Роман, этот распространеннейший жанр современной прозы, редко бывает совершенным. Мои романы тоже несовершенны, и даже очень несовершенны, главным образом потому, что я мало обращаю внимания на конструкцию и часто ухожу в сторону от того течения, которое должно быть в романе главным и преобладающим. Страдает этим недостатком и роман "Пархоменко", потому при повторных изданиях я стараюсь сгладить этот недостаток, — насколько это возможно, конечно. Клубок давно намотан, и есть в нем нити, которые не переменить, не перекрасить.

И еще раз о клубке, о той тоненькой и крошечной щепочке, на которую он стал наматываться.

Незадолго перед второй мировой войной я приехал во Львов. Режиссер Л. Луков собирался здесь снимать фильм "Александр Пархоменко".

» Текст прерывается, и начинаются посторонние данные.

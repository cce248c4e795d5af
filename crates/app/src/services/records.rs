use chrono::{Local, NaiveDate, SecondsFormat, Utc};
use rand::RngCore;

use crate::error::{AppError, Result};
use crate::services::{SharedConfig, open_db};
use water_core::{Category, NewRecord, WaterRecord};

#[derive(Clone)]
pub struct RecordsService {
    config: SharedConfig,
}

impl RecordsService {
    pub(super) fn new(config: SharedConfig) -> Self {
        Self { config }
    }

    fn db(&self) -> Result<water_db::Db> {
        open_db(&self.config)
    }

    /// Create-boundary validation lives here; the aggregator downstream is
    /// total over whatever it is handed and never re-checks amounts.
    pub fn add(&self, new_record: NewRecord) -> Result<WaterRecord> {
        if !new_record.amount.is_finite() {
            return Err(AppError::InvalidInput(
                "amount must be a finite number".to_string(),
            ));
        }
        if new_record.amount < 0.0 {
            return Err(AppError::InvalidInput(
                "amount must not be negative".to_string(),
            ));
        }
        let today = Local::now().date_naive();
        if new_record.usage_date > today {
            return Err(AppError::InvalidInput(
                "usage date must not be in the future".to_string(),
            ));
        }

        let now = Utc::now().to_rfc3339_opts(SecondsFormat::Millis, true);
        let record = WaterRecord {
            id: generate_record_id(),
            amount: new_record.amount,
            category: new_record.category,
            usage_date: new_record.usage_date,
            notes: new_record.notes,
            created_at: now.clone(),
            updated_at: now,
        };
        self.db()?.insert_record(&record)?;
        Ok(record)
    }

    pub fn delete(&self, id: &str) -> Result<i64> {
        let deleted = self.db()?.delete_record(id)?;
        if deleted == 0 {
            return Err(AppError::NotFound(format!("record not found: {}", id)));
        }
        Ok(deleted as i64)
    }

    pub fn list(
        &self,
        start: Option<NaiveDate>,
        end: Option<NaiveDate>,
        category: Option<Category>,
        limit: u32,
        offset: u32,
    ) -> Result<Vec<WaterRecord>> {
        Ok(self.db()?.list_records(start, end, category, limit, offset)?)
    }

    pub fn count(&self) -> Result<i64> {
        Ok(self.db()?.count_records()?)
    }
}

fn generate_record_id() -> String {
    let mut bytes = [0u8; 16];
    rand::rngs::OsRng.fill_bytes(&mut bytes);
    bytes.iter().map(|byte| format!("{:02x}", byte)).collect()
}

Двор казарм — очень старинный и тщательно вымощенный — был заполнен молочно-белым и влажным светом раннего утра. В левом углу двора, возле железной кадки с водой, стоял старинный лафет, и мне казалось странным, почему я не упомянул о нем в своем романе, и мне не приходило в голову, что я вижу двор этих казарм впервые. Собачка грелась на солнце недалеко от лафета, и шаги почетного караула сльмины были четко: солдаты дивизии имени А. Пархоменко выстроились, чтобы приветствовать меня. "Может ли встретиться в мире лучшая награда автору, чем это?" — думал я, глядя на молодые умные оживленные лица солдат. "Каждый из них грамотен, и каждый из них читал книгу о Пархоменко, герое, чье имя носит дивизия, читал не потому, что книга так уж замечательна, а потому, что она в большей или меньшей мере отражает тяжелый и благородный путь, который прошел наш народ, а стало быть, и отцы этих солдат. И тут даже не нужно сопоставлений, — что и как было прежде, — достаточно взглянуть в эти глаза…"

Я увидел глаза высокого, супохарого молодого и красивого солдата. Боже мой, но ведь это глаза той молодой женщины, которая подала мне близ железнодорожной станции Татарка зимой 1919 года кусок белого хлеба! Ну да, и руки ее, и поворот головы. По-видимому, ее сын? И я упорно глядел в это светлое слегка улыбающееся лицо молодого солдата, и невыразимо яркое, пурпурное, сказал бы я, счастье заполняло мое сердце.